The Medicare program continues to do better than private coverage for working-age adults when it comes to fulfilling the main purposes of health insurance—providing access to care and adequate financial protection from burdensome medical bills, according to Commonwealth Fund research published July 18 in the health policy journal Health Affairs. The study also found that elderly beneficiaries who opted for private Medicare Advantage coverage over traditional Medicare plans were significantly more likely to experience problems accessing care and to give their plan a fair or poor rating.
In addition, elderly Medicare beneficiaries with either traditional or private coverage gave higher ratings to their insurance plans than people with employer or individual insurance. After adjusting for income, health status, and the presence of chronic conditions, we found that only 8 percent of Medicare beneficiaries ages 65 and older rated their insurance as fair or poor, compared with 20 percent of adults with employer insurance and 33 percent of those who purchased insurance on their own (Exhibit 1). Adults with employer-based insurance or individual insurance reported medical bill problems at almost double the rate of Medicare beneficiaries. And about one-fourth of Medicare beneficiaries went without needed care because of costs, compared with 37 percent of adults with employer coverage and 39 percent of those with individual coverage.
Within Medicare, satisfaction rates differed depending on whether beneficiaries were enrolled in traditional plans or Medicare Advantage plans offered by private insurance companies. Fifteen percent of elderly people with Medicare Advantage rated their insurance as fair or poor, compared with just 6 percent of those with traditional Medicare coverage (Exhibit 2). We also found that 32 percent of Medicare Advantage beneficiaries reported at least one access problem due to cost, compared with 23 percent of those with traditional coverage. This may, in part, reflect Medicare Advantage beneficiaries' experiences with private HMO plans that offer lower premiums in return for limited access to a smaller network of providers.
There was no significant difference in rates of medical bill or debt problems between beneficiaries in traditional Medicare and those in private Medicare Advantage plans. However, Medicare Advantage beneficiaries were less likely to spend more than 10 percent of their income on premiums and out-of-pocket costs, in part because the federal government has long provided greater premium subsidies to Medicare Advantage plans than to traditional plans. In 2009 such payments to Medicare Advantage plans were 13 percent higher than per beneficiary payments for traditional Medicare plans. These extra payments are now being phased out.

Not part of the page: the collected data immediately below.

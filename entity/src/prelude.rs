pub use super::user::Entity as User;
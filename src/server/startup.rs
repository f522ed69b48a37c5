use sea_orm::DatabaseConnection;
use tokio::net::TcpListener;

use crate::server::{config::Config, error::AppError};

/// Connects to the Sqlite database and runs pending migrations.
///
/// Establishes a connection pool to the Sqlite database using the connection string from
/// configuration, then automatically runs all pending SeaORM migrations to ensure the database
/// schema is up-to-date. This function must complete successfully before the application can
/// access the database.
///
/// # Arguments
/// - `config` - Application configuration containing the database URL
///
/// # Returns
/// - `Ok(DatabaseConnection)` - Connected database with migrations applied
/// - `Err(AppError::DbErr)` - Failed to connect to database or run migrations
pub async fn connect_to_database(config: &Config) -> Result<DatabaseConnection, AppError> {
    use migration::{Migrator, MigratorTrait};
    use sea_orm::{ConnectOptions, Database};

    let mut opt = ConnectOptions::new(&config.database_url);
    opt.sqlx_logging(false);

    let db = Database::connect(opt).await?;

    Migrator::up(&db, None).await?;

    Ok(db)
}

/// Installs the global tracing subscriber.
///
/// Filter directives come from `RUST_LOG`, defaulting to `info`.
pub fn init_tracing() {
    use tracing_subscriber::EnvFilter;

    let filter = EnvFilter::try_from_default_env().unwrap_or_else(|_| EnvFilter::new("info"));

    tracing_subscriber::fmt().with_env_filter(filter).init();
}

/// Binds the TCP listener for the HTTP server.
pub async fn bind_listener(config: &Config) -> Result<TcpListener, AppError> {
    let listener = TcpListener::bind(config.bind_addr).await?;

    tracing::info!("Listening on {}", listener.local_addr()?);

    Ok(listener)
}

/// Resolves when the process receives Ctrl+C.
pub async fn shutdown_signal() {
    if let Err(e) = tokio::signal::ctrl_c().await {
        tracing::error!("Failed to listen for shutdown signal: {}", e);
    }

    tracing::info!("Shutting down");
}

Policymakers should exercise caution in considering proposals to convert traditional Medicare coverage to a voucher program to subsidize the purchase of private insurance. Our findings suggest that such a policy might reduce beneficiaries' satisfaction with their coverage—and make it harder for them to obtain needed care. In fact, the comparatively better performance of Medicare relative to individual private coverage suggests that it may be desirable to open up the program to people buying insurance through the state exchanges—especially to older adults (ages 60–64) who will soon qualify for Medicare. Offering a choice of traditional Medicare and Medicare Advantage plans to the nonelderly population would build on the program's wide provider network and experience in making care available to more Americans at lower costs.
More generally, as the debate continues on how to reduce health care costs and put the federal budget on a sustainable track, it is critical to realize that the problems faced by the health care system are not limited to Medicare. In fact, expanding Medicare may help stabilize benefit levels and bolster the confidence of working adults in their health insurance coverage.